▶ Work to be completed:
From the entries that follow, extract each line holding the string "domain".

(Dataset records Opens)

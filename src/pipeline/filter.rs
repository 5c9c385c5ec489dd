use crate::domain::SalesTable;
use tracing::info;

/// Retains only records with a strictly positive net sale, preserving the
/// relative order of survivors. Dropping a row here is a business rule, not
/// an error.
pub fn filter_positive_net_sales(table: SalesTable) -> SalesTable {
    let before = table.len();
    let kept: SalesTable = table.into_iter().filter(|r| r.net_sale > 0.0).collect();

    let dropped = before - kept.len();
    if dropped > 0 {
        info!(dropped, "filtered out non-positive net sales");
    }
    kept
}

#[cfg(test)]
mod tests {
    use super::*;
    use crate::domain::{OrderRecord, Region};

    fn record(order_id: &str, net_sale: f64) -> OrderRecord {
        OrderRecord {
            order_id: order_id.to_string(),
            order_item_id: None,
            quantity_ordered: 1.0,
            item_price: 1.0,
            promotion_discount: 0.0,
            region: Region::A,
            total_sales: net_sale,
            net_sale,
        }
    }

    #[test]
    fn drops_zero_and_negative_net_sales() {
        let kept = filter_positive_net_sales(vec![
            record("1", 150.0),
            record("2", 0.0),
            record("3", -10.0),
            record("4", 0.01),
        ]);

        let ids: Vec<&str> = kept.iter().map(|r| r.order_id.as_str()).collect();
        assert_eq!(ids, vec!["1", "4"]);
    }

    #[test]
    fn all_filtered_yields_empty_table() {
        let kept = filter_positive_net_sales(vec![record("1", -1.0), record("2", 0.0)]);
        assert!(kept.is_empty());
    }
}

(Dataset records Closes)

▶ Task output:
use crate::domain::SalesTable;
    use crate::domain::{OrderRecord, Region};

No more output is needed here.